[What is being asked] Scan the data below and pick out the lines containing the word "LevelFilter".

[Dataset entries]
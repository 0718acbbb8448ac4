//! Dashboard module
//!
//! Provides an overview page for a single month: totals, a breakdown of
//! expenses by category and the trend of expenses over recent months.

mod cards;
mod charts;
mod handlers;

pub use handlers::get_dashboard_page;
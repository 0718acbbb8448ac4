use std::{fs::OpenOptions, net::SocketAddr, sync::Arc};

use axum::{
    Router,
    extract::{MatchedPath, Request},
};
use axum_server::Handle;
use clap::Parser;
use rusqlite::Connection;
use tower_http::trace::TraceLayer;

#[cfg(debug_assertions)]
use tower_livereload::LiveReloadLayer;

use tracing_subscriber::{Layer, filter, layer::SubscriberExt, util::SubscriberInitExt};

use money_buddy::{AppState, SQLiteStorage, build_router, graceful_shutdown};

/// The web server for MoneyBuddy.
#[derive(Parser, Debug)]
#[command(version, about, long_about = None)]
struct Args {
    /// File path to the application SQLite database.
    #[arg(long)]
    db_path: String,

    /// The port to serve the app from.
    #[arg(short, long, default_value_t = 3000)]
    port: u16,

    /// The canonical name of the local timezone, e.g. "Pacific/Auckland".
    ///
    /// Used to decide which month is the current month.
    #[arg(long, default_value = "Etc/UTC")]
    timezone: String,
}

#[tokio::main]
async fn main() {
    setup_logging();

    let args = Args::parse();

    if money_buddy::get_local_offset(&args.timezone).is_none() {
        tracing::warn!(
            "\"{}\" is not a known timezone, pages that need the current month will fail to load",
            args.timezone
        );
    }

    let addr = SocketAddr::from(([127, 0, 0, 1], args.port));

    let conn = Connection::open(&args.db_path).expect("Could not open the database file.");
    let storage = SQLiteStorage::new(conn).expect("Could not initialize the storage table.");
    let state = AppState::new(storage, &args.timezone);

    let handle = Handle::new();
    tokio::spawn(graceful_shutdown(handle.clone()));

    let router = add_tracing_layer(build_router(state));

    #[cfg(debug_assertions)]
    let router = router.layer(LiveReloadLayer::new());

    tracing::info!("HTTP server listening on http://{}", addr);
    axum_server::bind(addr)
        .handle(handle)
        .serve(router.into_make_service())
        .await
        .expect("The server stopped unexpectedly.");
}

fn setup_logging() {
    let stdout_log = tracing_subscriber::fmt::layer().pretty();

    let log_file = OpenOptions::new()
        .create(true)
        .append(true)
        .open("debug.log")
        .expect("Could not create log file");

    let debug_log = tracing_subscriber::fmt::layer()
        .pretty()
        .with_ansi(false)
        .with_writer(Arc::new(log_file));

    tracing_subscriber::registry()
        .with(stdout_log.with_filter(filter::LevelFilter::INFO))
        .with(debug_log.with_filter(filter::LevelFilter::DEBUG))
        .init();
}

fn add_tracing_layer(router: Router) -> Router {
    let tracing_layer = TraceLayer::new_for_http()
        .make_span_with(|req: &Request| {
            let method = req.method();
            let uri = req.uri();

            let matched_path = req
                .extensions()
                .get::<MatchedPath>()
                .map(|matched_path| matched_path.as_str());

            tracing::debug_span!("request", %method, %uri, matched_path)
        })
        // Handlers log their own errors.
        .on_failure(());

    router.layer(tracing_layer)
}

[Response to the task]
        .with(stdout_log.with_filter(filter::LevelFilter::INFO))
        .with(debug_log.with_filter(filter::LevelFilter::DEBUG))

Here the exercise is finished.